On April 16, 2013, Multi-Corp International Inc. (the "Company") dismissed its independent registered public accounting firm, DNTW Chartered Accountants, LLP (the “Former Accountant”).  The Company's decision to dismiss the Former Accountant was approved by its Board of Directors on April 16, 2013 and was based on the Board's determination that fees quoted for the December 31, 2012 fiscal year end audit work were too onerous for the Company, resulting in a decision to seek alternate quotes.

The report of the Former Accountant on the financial statements of the Company for each of the two most recent fiscal years, and its reviews of interim financial statements contained no adverse opinion or disclaimer of opinion and was not qualified or modified as to uncertainty, audit scope or accounting principles, except they contained an explanatory paragraph disclosing the uncertainty regarding the Company’s ability to continue as a going concern.  

The Company had a disagreement with the Former Accountant on the accounting for the acquisition of oil and gas properties purchased by the Company in December 2012 as well as the value of the shares of common stock issued in connection with the acquisition.  The Company’s sole officer and director discussed the disagreement with the Former Accountant and has authorized the Former Accountant to respond fully to the inquiries of the successor accountant concerning the subject matter of this disagreement.  Other than disclosed in this paragraph, there have been no disagreements with the Former Accountant on any matter of accounting principles or practices, financial statement disclosure or auditing scope or procedure, which disagreements, if not resolved to the satisfaction of the Former Accountant, would have caused the Former Accountant to make reference thereto in its report on the Company’s financial statements.
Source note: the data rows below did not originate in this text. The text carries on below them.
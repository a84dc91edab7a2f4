use actix_web::{HttpRequest, HttpResponse, Result as ActixResult, web};
use once_cell::sync::Lazy;

use crate::middlewares;
use crate::models::assignments::requests::{
    AssignmentListQuery, CreateAssignmentRequest, UpdateAssignmentRequest,
};
use crate::models::users::entities::UserRole;
use crate::services::AssignmentService;
use crate::utils::SafeIDI64;

static ASSIGNMENT_SERVICE: Lazy<AssignmentService> = Lazy::new(AssignmentService::new_lazy);

pub async fn list_assignments(
    req: HttpRequest,
    query: web::Query<AssignmentListQuery>,
) -> ActixResult<HttpResponse> {
    ASSIGNMENT_SERVICE
        .list_assignments(&req, query.into_inner())
        .await
}

pub async fn create_assignment(
    req: HttpRequest,
    assignment_data: web::Json<CreateAssignmentRequest>,
) -> ActixResult<HttpResponse> {
    ASSIGNMENT_SERVICE
        .create_assignment(&req, assignment_data.into_inner())
        .await
}

pub async fn get_assignment(
    req: HttpRequest,
    assignment_id: SafeIDI64,
) -> ActixResult<HttpResponse> {
    ASSIGNMENT_SERVICE
        .get_assignment(&req, assignment_id.0)
        .await
}

pub async fn update_assignment(
    req: HttpRequest,
    assignment_id: SafeIDI64,
    update_data: web::Json<UpdateAssignmentRequest>,
) -> ActixResult<HttpResponse> {
    ASSIGNMENT_SERVICE
        .update_assignment(&req, assignment_id.0, update_data.into_inner())
        .await
}

pub async fn delete_assignment(
    req: HttpRequest,
    assignment_id: SafeIDI64,
) -> ActixResult<HttpResponse> {
    ASSIGNMENT_SERVICE
        .delete_assignment(&req, assignment_id.0)
        .await
}

// 配置路由
pub fn configure_assignment_routes(cfg: &mut web::ServiceConfig) {
    cfg.service(
        web::scope("/api/assignments")
            .wrap(middlewares::RequireJWT)
            .service(
                web::resource("")
                    .route(
                        web::get()
                            .to(list_assignments)
                            .wrap(middlewares::RequireRole::new_any(UserRole::all_roles())),
                    )
                    .route(
                        web::post()
                            .to(create_assignment)
                            .wrap(middlewares::RequireRole::new_any(UserRole::staff_roles())),
                    ),
            )
            .service(
                web::resource("/{id}")
                    .route(
                        web::get()
                            .to(get_assignment)
                            .wrap(middlewares::RequireRole::new_any(UserRole::all_roles())),
                    )
                    .route(
                        web::put()
                            .to(update_assignment)
                            .wrap(middlewares::RequireRole::new_any(UserRole::staff_roles())),
                    )
                    .route(
                        web::delete()
                            .to(delete_assignment)
                            .wrap(middlewares::RequireRole::new_any(UserRole::staff_roles())),
                    ),
            ),
    );
}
The Company has requested that the Former Accountant furnish it with a letter addressed to the Securities and Exchange Commission stating whether it agrees with the above statements.  The requested letter has been filed as Exhibit 16.1 to this Form 8-K/A.  The Company does not agree with the Former Accountant’s assessment as contained within its letter.

(b)  Appointment of New Independent Registered Public Accounting Firm.
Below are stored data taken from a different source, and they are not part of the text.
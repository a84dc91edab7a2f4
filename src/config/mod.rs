//! 配置管理
//!
//! 配置按以下顺序叠加：`config.toml` -> `config.{APP_ENV}.toml` -> `SCHOOLOPS_*` 环境变量。

mod r#impl;
mod structs;

pub use structs::*;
Effective April 16, 2013, the Company engaged M & K CPAS, PLLC (“M &K”) to serve as the Company’s new independent registered public accounting firm.  The engagement of M &K as the Company’s new independent registered public accounting firm was approved by the Company’s Board of Directors on April 16, 2013.  Neither the Company, nor anyone on its behalf, consulted M &K during the Company’s two most recent fiscal years and any subsequent interim period prior to the Company’s engagement of M &K regarding any of the matters set forth in Items 304(a)(2)(i) and (ii) of Regulation S-K.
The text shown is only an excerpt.